If doctor is also disinclined to believe there is anything wrong, you should still keep things under review, and I would recommend that you then start to keep a diary and go back again in a few months if there is no improvement.
Whilst it is not necessarily a cause for concern, it is outside the normal range of child development for a child not to have much expressive or receptive language by 23 months, and certainly in my local Health Authority this would justify a referral to a Speech and Language Therapist at this stage if nothing more.
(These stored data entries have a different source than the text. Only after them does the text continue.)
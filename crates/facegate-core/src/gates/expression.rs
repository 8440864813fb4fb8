use std::time::Duration;

use tracing::{debug, info, warn};

use crate::burst::CaptureBuffer;
use crate::capture::FrameSource;
use crate::detector::{DetectOptions, Expression, LandmarkDetector};
use crate::errors::AppResult;
use crate::guard::{Backoff, StageGuard};
use crate::prompt::{Prompt, Prompter};
use crate::session::{SessionState, Stage};

use super::poll_once;

/// Waits for a target expression, then fires a burst capture for it.
#[derive(Debug, Clone, Copy, PartialEq, Eq)]
pub struct ExpressionGate {
    poll_interval: Duration,
    backoff: Backoff,
    capture: CaptureBuffer,
    capture_timeout: Option<Duration>,
}

impl Default for ExpressionGate {
    fn default() -> Self {
        Self::new(
            Duration::from_millis(100),
            Backoff::default(),
            CaptureBuffer::default(),
            Some(Duration::from_secs(10)),
        )
    }
}

impl ExpressionGate {
    pub fn new(
        poll_interval: Duration,
        backoff: Backoff,
        capture: CaptureBuffer,
        capture_timeout: Option<Duration>,
    ) -> Self {
        Self {
            poll_interval,
            backoff,
            capture,
            capture_timeout,
        }
    }

    /// Returns the ids of the burst taken once `target` was the dominant
    /// expression. The burst completes before this returns.
    pub async fn await_expression(
        &self,
        target: Expression,
        frames: &mut dyn FrameSource,
        detector: &mut dyn LandmarkDetector,
        session: &mut SessionState,
        prompter: &mut dyn Prompter,
        guard: &StageGuard,
    ) -> AppResult<Vec<String>> {
        info!(label = %target, "expression gate started");
        prompter.show(&Prompt::ShowExpression { label: target });

        let mut attempt: u64 = 0;
        let mut misses: u32 = 0;
        loop {
            attempt += 1;
            let detection = poll_once(frames, detector, DetectOptions::expressions(), guard).await?;
            let Some(scores) = detection.and_then(|detection| detection.expressions) else {
                misses = misses.saturating_add(1);
                let delay = self.backoff.delay_for_attempt(misses);
                warn!(attempt, misses, label = %target, delay_ms = delay.as_millis() as u64, "no face detected");
                guard.sleep(delay).await?;
                continue;
            };
            misses = 0;

            let dominant = scores.dominant();
            debug!(attempt, label = %target, dominant = ?dominant, "expression poll");
            if dominant == Some(target) {
                break;
            }
            guard.sleep(self.poll_interval).await?;
        }

        info!(label = %target, attempts = attempt, "expression detected");
        prompter.show(&Prompt::ExpressionDetected { label: target });

        let burst_guard = guard.for_stage(Stage::Capture, self.capture_timeout);
        let ids = self
            .capture
            .capture_burst(target, frames, session, &burst_guard)
            .await?;
        prompter.show(&Prompt::BurstCaptured {
            label: target,
            ids: ids.clone(),
        });
        prompter.present_captures(session.captures());
        Ok(ids)
    }
}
A SLT is not allowed to actually diagnose autism, but would almost certainly recognise it if they saw it, so would be a useful ally to have in the future if your child needs further assessment and a firm diagnosis.
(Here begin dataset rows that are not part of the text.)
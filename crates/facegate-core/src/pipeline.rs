//! End-to-end sequencing of an enrollment session.

use std::time::Duration;

use tokio::sync::watch;
use tracing::{error, info, warn};

use crate::artifact::EnrollmentArtifact;
use crate::burst::CaptureBuffer;
use crate::capture::FrameSource;
use crate::detector::{LandmarkDetector, ModelsReady};
use crate::errors::{AppError, AppResult};
use crate::extractor::EmbeddingExtractor;
use crate::gates::{DirectionGate, ExpressionGate};
use crate::guard::{Backoff, StageGuard};
use crate::prompt::{Prompt, Prompter};
use crate::selection::{SelectionInput, SelectionStage};
use crate::session::{SessionState, Stage};

/// Runtime knobs for every stage.
#[derive(Debug, Clone, PartialEq)]
pub struct PipelineConfig {
    pub direction_threshold: f64,
    pub poll_interval: Duration,
    pub direction_timeout: Option<Duration>,
    /// Applies to each expression prompt separately.
    pub expression_timeout: Option<Duration>,
    pub capture_timeout: Option<Duration>,
    pub selection_timeout: Option<Duration>,
    pub extraction_timeout: Option<Duration>,
    pub burst_interval: Duration,
    pub backoff: Backoff,
}

impl Default for PipelineConfig {
    fn default() -> Self {
        Self {
            direction_threshold: 40.0,
            poll_interval: Duration::from_millis(100),
            direction_timeout: Some(Duration::from_secs(60)),
            expression_timeout: Some(Duration::from_secs(60)),
            capture_timeout: Some(Duration::from_secs(10)),
            selection_timeout: None,
            extraction_timeout: Some(Duration::from_secs(30)),
            burst_interval: Duration::from_millis(1000),
            backoff: Backoff::default(),
        }
    }
}

impl PipelineConfig {
    pub fn validate(&self) -> AppResult<()> {
        if !self.direction_threshold.is_finite() || self.direction_threshold <= 0.0 {
            return Err(AppError::InvalidConfig(format!(
                "direction threshold must be a positive number, got {}",
                self.direction_threshold
            )));
        }
        if self.poll_interval.is_zero() {
            return Err(AppError::InvalidConfig(
                "poll interval must be greater than zero".into(),
            ));
        }
        if self.backoff.base_delay.is_zero() || self.backoff.max_delay < self.backoff.base_delay {
            return Err(AppError::InvalidConfig(format!(
                "backoff must satisfy 0 < base ({:?}) <= max ({:?})",
                self.backoff.base_delay, self.backoff.max_delay
            )));
        }
        let timeouts = [
            ("direction", self.direction_timeout),
            ("expression", self.expression_timeout),
            ("capture", self.capture_timeout),
            ("selection", self.selection_timeout),
            ("extraction", self.extraction_timeout),
        ];
        for (stage, timeout) in timeouts {
            if timeout.is_some_and(|timeout| timeout.is_zero()) {
                return Err(AppError::InvalidConfig(format!(
                    "{stage} timeout must be greater than zero"
                )));
            }
        }
        Ok(())
    }

    fn direction_gate(&self) -> DirectionGate {
        DirectionGate::new(self.direction_threshold, self.poll_interval, self.backoff)
    }

    fn expression_gate(&self) -> ExpressionGate {
        ExpressionGate::new(
            self.poll_interval,
            self.backoff,
            CaptureBuffer::new(self.burst_interval),
            self.capture_timeout,
        )
    }
}

/// The external collaborators a session talks to.
pub struct Collaborators {
    pub frames: Box<dyn FrameSource>,
    pub detector: Box<dyn LandmarkDetector>,
    pub input: Box<dyn SelectionInput>,
    pub prompter: Box<dyn Prompter>,
}

/// Owns the session and runs the stages strictly in order. The first fatal
/// error ends the run; nothing is retried or resumed.
pub struct PipelineController {
    config: PipelineConfig,
    collaborators: Collaborators,
    session: SessionState,
    cancel: Option<watch::Receiver<bool>>,
    consumed: bool,
    _models: ModelsReady,
}

impl PipelineController {
    pub fn new(config: PipelineConfig, collaborators: Collaborators, models: ModelsReady) -> AppResult<Self> {
        config.validate()?;
        Ok(Self {
            config,
            collaborators,
            session: SessionState::new(),
            cancel: None,
            consumed: false,
            _models: models,
        })
    }

    /// Aborts whichever stage is active once `true` is sent.
    pub fn with_cancel(mut self, cancel: watch::Receiver<bool>) -> Self {
        self.cancel = Some(cancel);
        self
    }

    pub fn session(&self) -> &SessionState {
        &self.session
    }

    /// Discards all session state so the controller can run again.
    pub fn reset_session(&mut self) {
        self.session.reset();
        self.consumed = false;
    }

    /// Runs every stage once. A session that has already run, whether it
    /// finished or aborted, is refused until [`reset_session`] is called.
    ///
    /// [`reset_session`]: PipelineController::reset_session
    pub async fn run(&mut self) -> AppResult<EnrollmentArtifact> {
        let session_id = self.session.id();
        if self.consumed {
            warn!(%session_id, "refusing to rerun a consumed session");
            return Err(AppError::SessionConsumed { session_id });
        }
        self.consumed = true;
        info!(%session_id, "enrollment session started");
        match self.run_stages().await {
            Ok(artifact) => {
                info!(%session_id, sources = ?artifact.sources, "enrollment session complete");
                Ok(artifact)
            }
            Err(err) => {
                error!(%session_id, error = %err, "enrollment session aborted");
                Err(err)
            }
        }
    }

    async fn run_stages(&mut self) -> AppResult<EnrollmentArtifact> {
        let Collaborators {
            frames,
            detector,
            input,
            prompter,
        } = &mut self.collaborators;
        let session = &mut self.session;
        let config = &self.config;
        let cancel = self.cancel.as_ref();

        let guard = start_stage(cancel, Stage::Direction, config.direction_timeout);
        config
            .direction_gate()
            .run(frames.as_mut(), detector.as_mut(), session, prompter.as_mut(), &guard)
            .await?;

        let expression_gate = config.expression_gate();
        while let Some(target) = session.current_expression() {
            let guard = start_stage(cancel, Stage::Expression, config.expression_timeout);
            expression_gate
                .await_expression(
                    target,
                    frames.as_mut(),
                    detector.as_mut(),
                    session,
                    prompter.as_mut(),
                    &guard,
                )
                .await?;
            session.complete_expression(target);
        }

        let guard = start_stage(cancel, Stage::Selection, config.selection_timeout);
        let pair = SelectionStage
            .run(session, input.as_mut(), prompter.as_mut(), &guard)
            .await?;

        let guard = start_stage(cancel, Stage::Extraction, config.extraction_timeout);
        let embeddings = EmbeddingExtractor
            .extract(detector.as_mut(), &pair, &guard)
            .await?;
        session.set_embeddings(embeddings.clone());
        prompter.show(&Prompt::ExtractionComplete);

        EnrollmentArtifact::new(session.id(), pair.ids(), embeddings)
    }
}

fn start_stage(
    cancel: Option<&watch::Receiver<bool>>,
    stage: Stage,
    timeout: Option<Duration>,
) -> StageGuard {
    info!(%stage, timeout_secs = timeout.map(|t| t.as_secs()), "stage started");
    StageGuard::new(stage, timeout, cancel.cloned())
}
Good luck. It is by no means uncommon for parents to find it difficult to get a referral, when they suspect their child is on the spectrum, and there is I'm afraid still a tendency for HVs and Teachers to assume at first that any probems the child has are as a result of bad parenting, or that concerns are a manifestation of parental over-anxiety. All the research shows however that autism is not caused by, or contributed to by, how good your parenting style is, or whether you have, or have not had, depression or an anxiety disorder. Don't let any mis-informed, or badly trained, person tell you otherwise!!!:mad: :mad: :mad:0 -
Please please don't take "no" for an answer if you find it hard to get referred. My son has very severe speech problems. At age two I was told "he is just slow to speak, read him more books". Two GP's fobbed me off, the nursery nurse (who assists the health visitor) who did his assessment told me he was normal. I knew he was not.
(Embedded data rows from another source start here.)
//! Deadline, cancellation and backoff shared by every suspension point of
//! the pipeline.

use std::future::{pending, Future};
use std::time::Duration;

use tokio::sync::watch;
use tokio::time::{sleep_until, Instant};

use crate::errors::{AppError, AppResult};
use crate::session::Stage;

/// Exponential backoff for transient misses.
#[derive(Debug, Clone, Copy, PartialEq, Eq)]
pub struct Backoff {
    /// Delay after the first miss (doubles on each consecutive miss).
    pub base_delay: Duration,
    /// Upper bound for any single delay.
    pub max_delay: Duration,
}

impl Default for Backoff {
    fn default() -> Self {
        Self {
            base_delay: Duration::from_millis(50),
            max_delay: Duration::from_secs(2),
        }
    }
}

impl Backoff {
    pub fn new(base_delay: Duration, max_delay: Duration) -> Self {
        Self {
            base_delay,
            max_delay,
        }
    }

    /// Delay for the `attempt`-th consecutive miss, counting from 1.
    pub fn delay_for_attempt(&self, attempt: u32) -> Duration {
        let exponent = attempt.saturating_sub(1).min(16);
        self.base_delay
            .saturating_mul(2u32.pow(exponent))
            .min(self.max_delay)
    }
}

/// Creates a cancel flag. Sending `true` aborts whichever stage is waiting.
pub fn cancel_channel() -> (watch::Sender<bool>, watch::Receiver<bool>) {
    watch::channel(false)
}

/// Races stage work against the stage deadline and the cancel flag.
#[derive(Debug, Clone)]
pub struct StageGuard {
    stage: Stage,
    started: Instant,
    deadline: Option<Instant>,
    cancel: Option<watch::Receiver<bool>>,
}

impl StageGuard {
    pub fn new(stage: Stage, timeout: Option<Duration>, cancel: Option<watch::Receiver<bool>>) -> Self {
        let started = Instant::now();
        Self {
            stage,
            started,
            deadline: timeout.map(|timeout| started + timeout),
            cancel,
        }
    }

    pub fn unbounded(stage: Stage) -> Self {
        Self::new(stage, None, None)
    }

    /// Guard for a nested stage that shares this guard's cancel flag but
    /// runs its own clock.
    pub fn for_stage(&self, stage: Stage, timeout: Option<Duration>) -> StageGuard {
        StageGuard::new(stage, timeout, self.cancel.clone())
    }

    pub fn stage(&self) -> Stage {
        self.stage
    }

    pub fn elapsed(&self) -> Duration {
        self.started.elapsed()
    }

    /// Resolves `work` unless the deadline passes or cancel is raised first.
    pub async fn run<F>(&self, work: F) -> AppResult<F::Output>
    where
        F: Future,
    {
        let cancelled = wait_for_cancel(self.cancel.clone());
        let expired = async {
            match self.deadline {
                Some(deadline) => sleep_until(deadline).await,
                None => pending::<()>().await,
            }
        };

        tokio::select! {
            biased;
            _ = cancelled => Err(AppError::Cancelled { stage: self.stage }),
            _ = expired => Err(AppError::StageTimeout {
                stage: self.stage,
                elapsed: self.elapsed(),
            }),
            output = work => Ok(output),
        }
    }

    pub async fn sleep(&self, duration: Duration) -> AppResult<()> {
        if duration.is_zero() {
            return self.run(async {}).await;
        }
        self.run(tokio::time::sleep(duration)).await
    }
}

async fn wait_for_cancel(cancel: Option<watch::Receiver<bool>>) {
    let Some(mut rx) = cancel else {
        return pending().await;
    };
    loop {
        if *rx.borrow_and_update() {
            return;
        }
        if rx.changed().await.is_err() {
            // Sender dropped without cancelling.
            return pending().await;
        }
    }
}
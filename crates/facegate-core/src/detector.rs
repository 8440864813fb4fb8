//! Contract with the external face model: landmarks, expression scores and
//! identity descriptors computed from a single image.

use std::collections::BTreeMap;
use std::fmt;
use std::str::FromStr;

use async_trait::async_trait;
use image::RgbImage;
use serde::{Deserialize, Serialize};
use tracing::info;

use crate::errors::{AppError, AppResult};

#[derive(Debug, Clone, Copy, PartialEq, Serialize, Deserialize)]
pub struct Point {
    pub x: f64,
    pub y: f64,
}

impl Point {
    pub fn new(x: f64, y: f64) -> Self {
        Self { x, y }
    }

    pub fn distance(&self, other: &Point) -> f64 {
        (self.x - other.x).hypot(self.y - other.y)
    }
}

/// Keypoints used by the direction gate. Coordinates are in image pixels.
#[derive(Debug, Clone, Copy, PartialEq, Serialize, Deserialize)]
pub struct Landmarks {
    pub left_eye: Point,
    pub right_eye: Point,
    pub jaw_left: Point,
    pub jaw_right: Point,
}

impl Landmarks {
    pub const LAYOUT_68_LEN: usize = 68;

    /// Picks the anchors out of the common 68-point layout: jaw outline is
    /// 0..=16, left eye starts at 36 and right eye at 42.
    pub fn from_68_points(points: &[Point]) -> Option<Self> {
        if points.len() < Self::LAYOUT_68_LEN {
            return None;
        }
        Some(Self {
            left_eye: points[36],
            right_eye: points[42],
            jaw_left: points[0],
            jaw_right: points[16],
        })
    }

    pub fn left_distance(&self) -> f64 {
        self.left_eye.distance(&self.jaw_left)
    }

    pub fn right_distance(&self) -> f64 {
        self.right_eye.distance(&self.jaw_right)
    }
}

/// Expression labels in their canonical order. The order drives score
/// iteration and therefore argmax tie-breaking.
#[derive(Debug, Clone, Copy, PartialEq, Eq, PartialOrd, Ord, Hash, Serialize, Deserialize)]
#[serde(rename_all = "lowercase")]
pub enum Expression {
    Neutral,
    Happy,
    Sad,
    Angry,
    Fearful,
    Disgusted,
    Surprised,
}

impl Expression {
    pub const ALL: [Expression; 7] = [
        Expression::Neutral,
        Expression::Happy,
        Expression::Sad,
        Expression::Angry,
        Expression::Fearful,
        Expression::Disgusted,
        Expression::Surprised,
    ];

    pub fn as_str(&self) -> &'static str {
        match self {
            Expression::Neutral => "neutral",
            Expression::Happy => "happy",
            Expression::Sad => "sad",
            Expression::Angry => "angry",
            Expression::Fearful => "fearful",
            Expression::Disgusted => "disgusted",
            Expression::Surprised => "surprised",
        }
    }
}

impl fmt::Display for Expression {
    fn fmt(&self, f: &mut fmt::Formatter<'_>) -> fmt::Result {
        f.write_str(self.as_str())
    }
}

impl FromStr for Expression {
    type Err = String;

    fn from_str(value: &str) -> Result<Self, Self::Err> {
        Expression::ALL
            .into_iter()
            .find(|label| label.as_str().eq_ignore_ascii_case(value.trim()))
            .ok_or_else(|| format!("unknown expression label '{value}'"))
    }
}

#[derive(Debug, Clone, Default, PartialEq, Serialize, Deserialize)]
pub struct ExpressionScores(BTreeMap<Expression, f64>);

impl ExpressionScores {
    pub fn new() -> Self {
        Self::default()
    }

    /// Scores are probabilities; out-of-range values are clamped and NaN is
    /// dropped.
    pub fn insert(&mut self, label: Expression, score: f64) {
        if score.is_nan() {
            return;
        }
        self.0.insert(label, score.clamp(0.0, 1.0));
    }

    pub fn get(&self, label: Expression) -> Option<f64> {
        self.0.get(&label).copied()
    }

    pub fn is_empty(&self) -> bool {
        self.0.is_empty()
    }

    /// Label with the highest score. On a tie the label later in canonical
    /// order wins.
    pub fn dominant(&self) -> Option<Expression> {
        let mut best: Option<(Expression, f64)> = None;
        for (&label, &score) in &self.0 {
            match best {
                Some((_, best_score)) if score < best_score => {}
                _ => best = Some((label, score)),
            }
        }
        best.map(|(label, _)| label)
    }
}

impl FromIterator<(Expression, f64)> for ExpressionScores {
    fn from_iter<I: IntoIterator<Item = (Expression, f64)>>(iter: I) -> Self {
        let mut scores = ExpressionScores::new();
        for (label, score) in iter {
            scores.insert(label, score);
        }
        scores
    }
}

/// Identity descriptor produced by the face encoder.
#[derive(Debug, Clone, PartialEq, Serialize, Deserialize)]
#[serde(transparent)]
pub struct Embedding(Vec<f64>);

impl Embedding {
    pub fn new(values: Vec<f64>) -> Self {
        Self(values)
    }

    pub fn as_slice(&self) -> &[f64] {
        &self.0
    }

    pub fn len(&self) -> usize {
        self.0.len()
    }

    pub fn is_empty(&self) -> bool {
        self.0.is_empty()
    }

    pub fn magnitude(&self) -> f64 {
        self.0.iter().map(|value| value * value).sum::<f64>().sqrt()
    }
}

#[derive(Debug, Clone, Default, PartialEq)]
pub struct Detection {
    pub landmarks: Option<Landmarks>,
    pub expressions: Option<ExpressionScores>,
    pub embedding: Option<Embedding>,
}

/// Selects which outputs a detection call computes.
#[derive(Debug, Clone, Copy, Default, PartialEq, Eq)]
pub struct DetectOptions {
    pub landmarks: bool,
    pub expressions: bool,
    pub descriptor: bool,
}

impl DetectOptions {
    pub fn landmarks() -> Self {
        Self {
            landmarks: true,
            ..Self::default()
        }
    }

    pub fn expressions() -> Self {
        Self {
            expressions: true,
            ..Self::default()
        }
    }

    /// Descriptors are computed from aligned landmarks, so both are requested.
    pub fn descriptor() -> Self {
        Self {
            landmarks: true,
            descriptor: true,
            ..Self::default()
        }
    }
}

/// Face model. `Ok(None)` means no face was found in the image; `Err` is a
/// backend failure and is fatal to the session.
#[async_trait]
pub trait LandmarkDetector: Send {
    async fn detect(
        &mut self,
        image: &RgbImage,
        options: DetectOptions,
    ) -> AppResult<Option<Detection>>;
}

#[derive(Debug, Clone, Copy, PartialEq, Eq)]
pub enum ModelCapability {
    Detector,
    Landmark,
    Expression,
}

impl ModelCapability {
    pub const ALL: [ModelCapability; 3] = [
        ModelCapability::Detector,
        ModelCapability::Landmark,
        ModelCapability::Expression,
    ];
}

impl fmt::Display for ModelCapability {
    fn fmt(&self, f: &mut fmt::Formatter<'_>) -> fmt::Result {
        let name = match self {
            ModelCapability::Detector => "detector",
            ModelCapability::Landmark => "landmark",
            ModelCapability::Expression => "expression",
        };
        f.write_str(name)
    }
}

#[async_trait]
pub trait ModelLoader: Send {
    async fn load(&mut self, capability: ModelCapability) -> Result<(), String>;
}

/// Proof that every model capability loaded. Only [`initialise_models`]
/// constructs it, and the pipeline controller requires one.
#[derive(Debug)]
pub struct ModelsReady {
    _private: (),
}

pub async fn initialise_models<L>(loader: &mut L) -> AppResult<ModelsReady>
where
    L: ModelLoader + ?Sized,
{
    for capability in ModelCapability::ALL {
        info!(%capability, "loading model");
        loader
            .load(capability)
            .await
            .map_err(|message| AppError::ModelLoad {
                capability: capability.to_string(),
                message,
            })?;
    }
    Ok(ModelsReady { _private: () })
}
use facegate_cli::cli::{Commands, EnrollArgs};
use facegate_cli::commands::{CommandHandler, DoctorHandler, EnrollHandler};

fn assert_dispatch<T: 'static>(command: Commands)
where
    T: CommandHandler,
{
    let handler: Box<dyn CommandHandler> = command.into();
    assert!(handler.as_any().is::<T>());
}

#[test]
fn enroll_command_dispatches_enroll_handler() {
    assert_dispatch::<EnrollHandler>(Commands::Enroll(EnrollArgs::default()));
}

#[test]
fn doctor_command_dispatches_doctor_handler() {
    assert_dispatch::<DoctorHandler>(Commands::Doctor);
}

#[test]
fn enroll_handler_keeps_its_arguments() {
    let args = EnrollArgs {
        device: Some("/dev/video2".into()),
        jitters: Some(3),
        ..EnrollArgs::default()
    };
    let handler: Box<dyn CommandHandler> = Commands::Enroll(args).into();
    let enroll = handler
        .as_any()
        .downcast_ref::<EnrollHandler>()
        .expect("enroll handler");
    assert_eq!(enroll.args().device.as_deref(), Some("/dev/video2"));
    assert_eq!(enroll.args().jitters, Some(3));
}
I actually found that the Health Visitor was able to get my son referred more quickly than the GP's, once I got to see her. But in the end I paid for a private assessment of his speech, and have paid for his speech therapy every week, but did get a paediatric assessment and hearing test on the NHS.
In my health authority, you can self refer to the speech therapists (although the GP's wrongly tell you that you cannot). I was also told he could not have a hearing test without seeing a paediatrican first (for which there was a four month wait). But I kept ringing the clinic and finally spoke to an audiologist who threw a complete fit at that advice and he got an appointment the next week.
I would second the comments about getting a referral to a speech therapist, as you will then have a professional who can start things off, and give you a steer on what to do next. But also push for a full paediatric assessment to be done.
I know how heartbreaking it is to feel like you can't access the services for you child. Hang in there.0 -
I have 2 kids both on the spectrum 1 has aspbergers and 1 is badly autistic . In both cases we had referals to an peadertrican whom made the diagnoses .This invloved a long test wich comprised of being asked questions on the kids medical history . So personally i would see a gp not an health visitor ,as your gp is further up the nhs food chain ,as it where . The other thing is thereis a range of other problem that can give symptoms of autisim . This is what happend in the case of my kids ,its not as scary as it sound though ,as the symptoms being autistic in nature they get treated as autism.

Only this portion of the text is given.